The icy, distrusting figure of Mrs Voltes-Epstein terrified him. He swallowed hard and said she is missing some paperwork for the enrolment transfer and that’s why we need her address.

‘There is nothing missing.’

‘Yes there is. The recidivism policy.’

‘And what’s that?’ She sounded truly curious.

‘Nothing. A slight detail. But it has to be signed.’ He looked at the papers and casually let drop, ‘She has to sign it.’

‘Leave me the papers and …’

‘No, no. I’m not authorised to do that. Perhaps if you give me the name of the school in Paris where she has transferred her enrolment …’

‘No.’

‘They don’t have it in Fine Arts.’ He corrected himself. ‘We don’t have it.’

‘Who are you?’

‘Pardon?’

‘My daughter hasn’t transferred any enrolment. Who are you?’

‘And she slammed the door in my face. Bam!’

‘She saw right through you.’

‘Yup.’

‘Shit.’

‘Yup.’

‘Thanks, Bernat.’

‘I’m sorry … I’m sure you could have done it much better.’

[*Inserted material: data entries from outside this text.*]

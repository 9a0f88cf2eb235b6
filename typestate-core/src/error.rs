//! Error taxonomy for typestate declarations.
//!
//! Structural, registry, validation, and generator failures all surface as
//! [`TypestateError`]. Syntactic failures stay in the parsers (the macro and
//! the offline tool report those with their own source locations); everything
//! that can be phrased in terms of graphs and states lives here so the macro
//! and the tool emit identical diagnostics.

use thiserror::Error;

/// A fatal error detected while building, merging, or consulting a typestate
/// graph.
#[derive(Debug, Clone, PartialEq, Eq, Error)]
pub enum TypestateError {
    // Structural errors, detected while a declaration is assembled or when a
    // merged graph is validated.
    #[error("duplicate state `{state}` in typestate `{graph}`")]
    DuplicateState { graph: String, state: String },

    #[error("branching transitions require a result type name: `{from} -> {to}` needs `as <Name>`")]
    BranchWithoutName { from: String, to: String },

    #[error("duplicate branching transition from `{from}` in typestate `{graph}`")]
    DuplicateBranchingSource { graph: String, from: String },

    #[error("duplicate branch type `{branch}` in typestate `{graph}`")]
    DuplicateBranchName { graph: String, branch: String },

    #[error("transition endpoint `{state}` is not a declared state of typestate `{graph}`")]
    UnknownEndpoint { graph: String, state: String },

    #[error("`initial` state `{state}` is not a member of typestate `{graph}`")]
    InitialNotAMember { graph: String, state: String },

    #[error("`terminal` state `{state}` is not a member of typestate `{graph}`")]
    TerminalNotAMember { graph: String, state: String },

    #[error("cannot transition from terminal state `{state}` in typestate `{graph}`")]
    TransitionFromTerminal { graph: String, state: String },

    #[error("cannot transition into initial state `{state}` in typestate `{graph}`")]
    TransitionIntoInitial { graph: String, state: String },

    // Registry errors.
    #[error("cannot extend sealed typestate `{graph}`")]
    SealedExtension { graph: String },

    #[error("conflicting initial states for typestate `{graph}`: `{existing}` vs `{incoming}`")]
    ConflictingInitial {
        graph: String,
        existing: String,
        incoming: String,
    },

    #[error("conflicting terminal states for typestate `{graph}`: `{existing}` vs `{incoming}`")]
    ConflictingTerminal {
        graph: String,
        existing: String,
        incoming: String,
    },

    // Validation errors, raised while checking transition-annotated functions.
    #[error("state `{state}` is not part of any registered typestate")]
    UnregisteredState { state: String },

    #[error(
        "no transition from `{from}` to `{to}` in typestate `{graph}`; \
         valid destinations from `{from}`: [{valid}]; \
         declare `{from} -> {to},` in the transitions block of `{graph}`"
    )]
    UndeclaredTransition {
        graph: String,
        from: String,
        to: String,
        valid: String,
    },

    #[error(
        "undeclared bridge from `{from}` to `{to_graph}::{to_state}`; \
         declared bridges from `{from}` in typestate `{graph}`: [{valid}]"
    )]
    UndeclaredBridge {
        graph: String,
        from: String,
        to_graph: String,
        to_state: String,
        valid: String,
    },

    #[error("branch type `{branch}` does not belong to a branching transition from `{from}` in typestate `{graph}`")]
    BranchSourceMismatch {
        graph: String,
        from: String,
        branch: String,
    },

    #[error("function on state `{state}` of strict typestate `{graph}` must be marked `#[transition]` or `#[not_a_transition]`")]
    StrictTransitionViolation { graph: String, state: String },

    // Generator errors.
    #[error("typestate `{graph}` declares no states")]
    EmptyGraph { graph: String },
}

impl TypestateError {
    /// The state or branch name the error is about, when there is one.
    ///
    /// Callers with a symbol-to-span table (the macro) use this to point the
    /// diagnostic at the offending token instead of the whole declaration.
    pub fn subject(&self) -> Option<&str> {
        match self {
            Self::DuplicateState { state, .. }
            | Self::UnknownEndpoint { state, .. }
            | Self::InitialNotAMember { state, .. }
            | Self::TerminalNotAMember { state, .. }
            | Self::TransitionFromTerminal { state, .. }
            | Self::TransitionIntoInitial { state, .. }
            | Self::UnregisteredState { state }
            | Self::StrictTransitionViolation { state, .. } => Some(state),
            Self::DuplicateBranchingSource { from, .. } => Some(from),
            Self::DuplicateBranchName { branch, .. }
            | Self::BranchSourceMismatch { branch, .. } => Some(branch),
            Self::BranchWithoutName { from, .. } => Some(from),
            Self::ConflictingInitial { incoming, .. }
            | Self::ConflictingTerminal { incoming, .. } => Some(incoming),
            Self::UndeclaredTransition { to, .. } => Some(to),
            Self::UndeclaredBridge { to_state, .. } => Some(to_state),
            Self::SealedExtension { .. } | Self::EmptyGraph { .. } => None,
        }
    }
}

/// Join state names for display inside an error message.
///
/// An empty list renders as `none` so messages never show a bare `[]`.
pub(crate) fn join_names<'a>(names: impl IntoIterator<Item = &'a str>) -> String {
    let joined = names.into_iter().collect::<Vec<_>>().join(", ");
    if joined.is_empty() {
        "none".to_owned()
    } else {
        joined
    }
}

‘No, no. You did the best you could.’

‘It makes me so angry, you know.’

After a while of heavy silence, Adrià said I’m sorry but I think I’m going to cry a little bit.

 

B
ernat’s examination ended with our Ciaccona from the second suite. I had heard him play it so many times … and I always had things to tell him, as if I were the virtuoso and he the disciple. He began studying it after we heard Heifetz play it at the Palau de la Música. Fine. Perfect. But once again without soul, perhaps because he was nervous about the exam. Soulless, as if the last rehearsal at my house a mere twenty-four hours before had been a mirage. Bernat’s creative breath went flat when he was in front of an audience; he lacked that bit of God, which he tried to replace with determination and practice, and the result was good but too predictable. That was it: my best friend was too bloody predictable, even in his attacks.

He finished the exam dripping with sweat, surely thinking that he had pulled it off. The three judges, who’d had vinegary looks on their faces throughout the two-hour audition, deliberated for a few seconds and unanimously decided to give him an excellent, with personal congratulations from each of them. And Trullols, who was in the audience, waited until Bernat’s mother had hugged him, and all that stuff that mothers who aren’t mine do, and she gave him a kiss on the cheek, excited, the way some teachers get excited, and I heard her prophesise, you’re the best student I’ve ever had; you have a brilliant future ahead of you.

‘Extraordinary,’ said Adrià.

Bernat stopped loosening his bow and looked at his friend. He put it away in the case and closed it, in silence. Adrià insisted: impressive, lad; congratulations.